Processing time for Compacting

onurbi · June 4, 2023, 4:09pm

Hi,

when compacting is neccessary, processing can take relative long time. There are several posts concerning this issue.

Ok, I didn’t read about in the release notes, but is there anyway a chance that with 2.0.7.1_beta_2023-05-25 compacting will work faster?

Onurbi

gpatel-fr · June 4, 2023, 7:01pm

It should not run faster.

By setting the env variable
CUSTOMSQLITEOPTIONS_DUPLICATI
to something like
cache_size=-200000
before starting Duplicati, you would make some Sqlite queries run a bit faster, but I have no idea about the specific impact on compacting.

ts678 · June 4, 2023, 10:13pm

2.0.6.102_canary_2022-04-06 index additions add a chance, but no guarantee:

Improved database query performance, thanks @jedthe3rd

Add indexes to improve backup query performance #4687 was the code change.

Identified another slow query during backup was related discussion in the forum.

You can see the focus was backup, but indexes might speed SQL in other ways.
The cache_size change is also kind of a generic tool not specifically for compact.

onurbi · June 5, 2023, 4:06pm

Ok, I’ll give it a try!

onurbi · June 5, 2023, 4:07pm

I’m looking forward when compacting will be triggered next time!

ts678 · June 5, 2023, 4:44pm

Compacting involves lots of downloading to do a less amount of uploading, in addition to using SQL. Depending on your system and network speed, one or the other of those items might be the big one.

The COMPACT command has a few options, e.g. how sensitive it is to wasted space.
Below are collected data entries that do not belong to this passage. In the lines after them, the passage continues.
//! Regression tree implementation

use crate::error::{DomusError, Result};
use ndarray::{Array1, Array2};
use rayon::prelude::*;
use serde::{Deserialize, Serialize};

/// Decision tree node
#[derive(Debug, Clone, Serialize, Deserialize)]
pub enum TreeNode {
    /// Leaf node with prediction value
    Leaf { value: f64, n_samples: usize },
    /// Internal node with split
    Split {
        feature_idx: usize,
        threshold: f64,
        left: Box<TreeNode>,
        right: Box<TreeNode>,
        n_samples: usize,
    },
}

/// Regression tree with variance-reduction (MSE) splits
#[derive(Debug, Clone, Serialize, Deserialize)]
pub struct RegressionTree {
    root: Option<TreeNode>,
    pub max_depth: Option<usize>,
    pub min_samples_split: usize,
    pub min_samples_leaf: usize,
    n_features: usize,
    feature_importances: Option<Array1<f64>>,
}

impl RegressionTree {
    pub fn new() -> Self {
        Self {
            root: None,
            max_depth: None,
            min_samples_split: 2,
            min_samples_leaf: 1,
            n_features: 0,
            feature_importances: None,
        }
    }

    /// Set maximum depth
    pub fn with_max_depth(mut self, depth: usize) -> Self {
        self.max_depth = Some(depth);
        self
    }

    /// Set minimum samples to split
    pub fn with_min_samples_split(mut self, min_samples: usize) -> Self {
        self.min_samples_split = min_samples;
        self
    }

    /// Set minimum samples in leaf
    pub fn with_min_samples_leaf(mut self, min_samples: usize) -> Self {
        self.min_samples_leaf = min_samples;
        self
    }

    /// Fit the tree to training data
    pub fn fit(&mut self, x: &Array2<f64>, y: &Array1<f64>) -> Result<&mut Self> {
        let n_samples = x.nrows();
        let n_features = x.ncols();

        if n_samples != y.len() {
            return Err(DomusError::Shape {
                expected: format!("y length = {}", n_samples),
                actual: format!("y length = {}", y.len()),
            });
        }
        if n_samples < self.min_samples_split.max(1) {
            return Err(DomusError::InvalidParameter {
                name: "min_samples_split".to_string(),
                value: self.min_samples_split.to_string(),
                reason: format!("only {} training samples available", n_samples),
            });
        }

        self.n_features = n_features;

        let mut importances = vec![0.0; n_features];
        let indices: Vec<usize> = (0..n_samples).collect();
        self.root = Some(self.build_tree(x, y, &indices, 0, &mut importances));

        // Normalize feature importances
        let total: f64 = importances.iter().sum();
        if total > 0.0 {
            for imp in &mut importances {
                *imp /= total;
            }
        }
        self.feature_importances = Some(Array1::from_vec(importances));

        Ok(self)
    }

    fn build_tree(
        &self,
        x: &Array2<f64>,
        y: &Array1<f64>,
        indices: &[usize],
        depth: usize,
        importances: &mut [f64],
    ) -> TreeNode {
        let n_samples = indices.len();
        let y_subset: Vec<f64> = indices.iter().map(|&i| y[i]).collect();

        let should_stop = n_samples < self.min_samples_split
            || n_samples <= self.min_samples_leaf
            || self.max_depth.map_or(false, |d| depth >= d)
            || is_constant(&y_subset);

        if should_stop {
            return TreeNode::Leaf {
                value: mean(&y_subset),
                n_samples,
            };
        }

        if let Some((best_feature, best_threshold, _best_gain)) = self.find_best_split(x, y, indices)
        {
            let (left_indices, right_indices): (Vec<usize>, Vec<usize>) = indices
                .iter()
                .partition(|&&i| x[[i, best_feature]] <= best_threshold);

            if left_indices.len() < self.min_samples_leaf
                || right_indices.len() < self.min_samples_leaf
            {
                return TreeNode::Leaf {
                    value: mean(&y_subset),
                    n_samples,
                };
            }

            // Importance: impurity decrease weighted by node size
            let parent_impurity = variance(&y_subset);
            let left_y: Vec<f64> = left_indices.iter().map(|&i| y[i]).collect();
            let right_y: Vec<f64> = right_indices.iter().map(|&i| y[i]).collect();
            let weighted_child_impurity = (left_indices.len() as f64 * variance(&left_y)
                + right_indices.len() as f64 * variance(&right_y))
                / n_samples as f64;
            importances[best_feature] +=
                n_samples as f64 * (parent_impurity - weighted_child_impurity);

            let left = Box::new(self.build_tree(x, y, &left_indices, depth + 1, importances));
            let right = Box::new(self.build_tree(x, y, &right_indices, depth + 1, importances));

            TreeNode::Split {
                feature_idx: best_feature,
                threshold: best_threshold,
                left,
                right,
                n_samples,
            }
        } else {
            TreeNode::Leaf {
                value: mean(&y_subset),
                n_samples,
            }
        }
    }

    fn find_best_split(
        &self,
        x: &Array2<f64>,
        y: &Array1<f64>,
        indices: &[usize],
    ) -> Option<(usize, f64, f64)> {
        let n_features = x.ncols();
        let y_subset: Vec<f64> = indices.iter().map(|&i| y[i]).collect();
        let parent_impurity = variance(&y_subset);

        // Each feature independently finds its best threshold
        let feature_results: Vec<Option<(usize, f64, f64)>> = (0..n_features)
            .into_par_iter()
            .map(|feature_idx| {
                let mut values: Vec<f64> =
                    indices.iter().map(|&i| x[[i, feature_idx]]).collect();
                values.sort_by(|a, b| a.partial_cmp(b).unwrap_or(std::cmp::Ordering::Equal));
                values.dedup();

                let mut best_gain = 0.0f64;
                let mut best_threshold = 0.0f64;

                for window in values.windows(2) {
                    let threshold = (window[0] + window[1]) / 2.0;

                    // Accumulate left/right variance stats in one pass
                    let mut left_count = 0usize;
                    let mut right_count = 0usize;
                    let mut left_sum = 0.0f64;
                    let mut right_sum = 0.0f64;
                    let mut left_sq_sum = 0.0f64;
                    let mut right_sq_sum = 0.0f64;

                    for &idx in indices {
                        let yi = y[idx];
                        if x[[idx, feature_idx]] <= threshold {
                            left_count += 1;
                            left_sum += yi;
                            left_sq_sum += yi * yi;
                        } else {
                            right_count += 1;
                            right_sum += yi;
                            right_sq_sum += yi * yi;
                        }
                    }

                    if left_count < self.min_samples_leaf || right_count < self.min_samples_leaf {
                        continue;
                    }

                    // Var = E[X²] - E[X]²
                    let left_impurity =
                        left_sq_sum / left_count as f64 - (left_sum / left_count as f64).powi(2);
                    let right_impurity =
                        right_sq_sum / right_count as f64 - (right_sum / right_count as f64).powi(2);

                    let n = indices.len() as f64;
                    let weighted_impurity =
                        (left_count as f64 * left_impurity + right_count as f64 * right_impurity)
                            / n;

                    let gain = parent_impurity - weighted_impurity;
                    if gain > best_gain {
                        best_gain = gain;
                        best_threshold = threshold;
                    }
                }

                if best_gain > 0.0 {
                    Some((feature_idx, best_threshold, best_gain))
                } else {
                    None
                }
            })
            .collect();

        feature_results
            .into_iter()
            .flatten()
            .max_by(|a, b| a.2.partial_cmp(&b.2).unwrap_or(std::cmp::Ordering::Equal))
    }

    /// Make predictions
    pub fn predict(&self, x: &Array2<f64>) -> Result<Array1<f64>> {
        let root = self.root.as_ref().ok_or(DomusError::NotFitted)?;

        let predictions: Vec<f64> = (0..x.nrows())
            .map(|i| {
                let sample = x.row(i);
                predict_sample(root, &sample.to_vec())
            })
            .collect();

        Ok(Array1::from_vec(predictions))
    }

    /// Get feature importances
    pub fn feature_importances(&self) -> Option<&Array1<f64>> {
        self.feature_importances.as_ref()
    }

    /// Get tree depth
    pub fn depth(&self) -> usize {
        match &self.root {
            None => 0,
            Some(node) => node_depth(node),
        }
    }
}

impl Default for RegressionTree {
    fn default() -> Self {
        Self::new()
    }
}

fn predict_sample(node: &TreeNode, sample: &[f64]) -> f64 {
    match node {
        TreeNode::Leaf { value, .. } => *value,
        TreeNode::Split {
            feature_idx,
            threshold,
            left,
            right,
            ..
        } => {
            if sample[*feature_idx] <= *threshold {
                predict_sample(left, sample)
            } else {
                predict_sample(right, sample)
            }
        }
    }
}

fn node_depth(node: &TreeNode) -> usize {
    match node {
        TreeNode::Leaf { .. } => 1,
        TreeNode::Split { left, right, .. } => 1 + node_depth(left).max(node_depth(right)),
    }
}

fn mean(y: &[f64]) -> f64 {
    if y.is_empty() {
        return 0.0;
    }
    y.iter().sum::<f64>() / y.len() as f64
}

fn variance(y: &[f64]) -> f64 {
    if y.is_empty() {
        return 0.0;
    }
    let m = mean(y);
    y.iter().map(|&v| (v - m).powi(2)).sum::<f64>() / y.len() as f64
}

fn is_constant(y: &[f64]) -> bool {
    if y.is_empty() {
        return true;
    }
    let first = y[0];
    y.iter().all(|&v| (v - first).abs() < 1e-10)
}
You can make compact run more often by setting that lower, but it might just churn more. You can certain try things.

onurbi · June 5, 2023, 9:24pm

I’ll have a deeper look on the options.

Depending on your system and network speed, one or the other of those items might be the big one.

I see.
During a running compacting process I watched, that 95% of time the local files in the tmp folder are read and written. They are located on my M2-SSD on the I7 8.th Gen with 16 GB. Beside some sql-lite DB operations are done of course.

It seems, that the tmp file operation could be done more efficient. That is of course a very subjective impression :=)
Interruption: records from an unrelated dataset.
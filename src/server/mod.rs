//! Prediction HTTP server
//!
//! Thin serving shell over the packaged pipeline: the artifact is loaded once
//! at startup, wrapped in an `Arc`, and injected into the handlers. It is
//! never mutated afterwards, so concurrent requests share it without
//! synchronization.

mod api;
mod error;
mod handlers;
mod state;

pub use api::create_router;
pub use error::ServerError;
pub use state::AppState;

use crate::artifact::PricePipeline;
use std::net::SocketAddr;
use std::path::PathBuf;
use std::sync::Arc;
use tracing::info;

/// Server configuration
#[derive(Debug, Clone)]
pub struct ServerConfig {
    pub host: String,
    pub port: u16,
    pub artifact_path: PathBuf,
}

impl ServerConfig {
    pub fn new(host: impl Into<String>, port: u16, artifact_path: PathBuf) -> Self {
        Self {
            host: host.into(),
            port,
            artifact_path,
        }
    }
}

/// Load the artifact and serve until ctrl-c.
pub async fn run_server(config: ServerConfig) -> anyhow::Result<()> {
    let pipeline = PricePipeline::load(&config.artifact_path)?;
    let state = Arc::new(AppState::new(pipeline));
    let app = create_router(state);

    let addr: SocketAddr = format!("{}:{}", config.host, config.port).parse()?;
    let listener = tokio::net::TcpListener::bind(addr).await?;
    info!(
        address = %addr,
        artifact = %config.artifact_path.display(),
        "prediction server listening"
    );

    let shutdown_signal = async {
        tokio::signal::ctrl_c()
            .await
            .expect("failed to install CTRL+C signal handler");
        info!("shutdown signal received, stopping server");
    };

    axum::serve(listener, app)
        .with_graceful_shutdown(shutdown_signal)
        .await?;

    info!("server shut down cleanly");
    Ok(())
}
ts678 · June 5, 2023, 10:17pm

What files? Ones that start with dup- are Duplicati files, e.g. downloaded dblock files. Look at size.
Ones with etilqs are Temporary Files Used By SQLite based on Duplicati SQL queries of course.

Do you do either Duplicati C# or SQL? You seem to be pretty good at watching activity. That’s good.
For SQL queries, one good logging is to log at profiling level which says how long each query takes.

You also make the good point that drive speed is another performance factor in how fast things go…
Generally I would consider an M2 SSD as quite good, although some people have used a RAM disk.

Logging even at information level will show download speeds. Compact downloads dblocks, fills new dblock volume to whatever remote volume size you used (default 50 MB), uploads it, and deletes old.

If you are seeing a big number of reads from etilqs files, that might be an indication that the default SQLite cache size is insufficient for the backup size. How big is it, and did you change the blocksize?

The above environment variable can raise cache size if that’s slowing things. RAM is faster than SSD.

ts678 · June 6, 2023, 10:41am

First step is to figure out which type of tmp file does that. If SQL, see previous reply.
If Duplicati, then the challenge is how to copy parts of files without reads and writes.
If the destination is remote, then possibly the .zip files involved are also encrypted.

Do you see gaps in the reads and writes? I’m not sure how well downloads/uploads
overlap with the file-to-file copy. If badly, that might be a possible improvement area.

I/O performance to destination hasn’t been described at all, but could be a factor too.

For any processing time question, you have to try to find out what limits in your case.

Another generic improvement to many time issues is to use a larger blocksize, as for
large backups (over 100 GB), the default 100 KB makes millions of fairly small blocks
which slows down the SQL but also slows block copying in compacts (your concern).

Depending on your source file size and your destination, an extreme form (which will
probably degrade deduplication hugely unless files are identical – you may not care)
would be to set blocksize to remote volume size, thus there is less partial file copying.

Remote file containing only a wasted block is just deleted. No repacking of remainder.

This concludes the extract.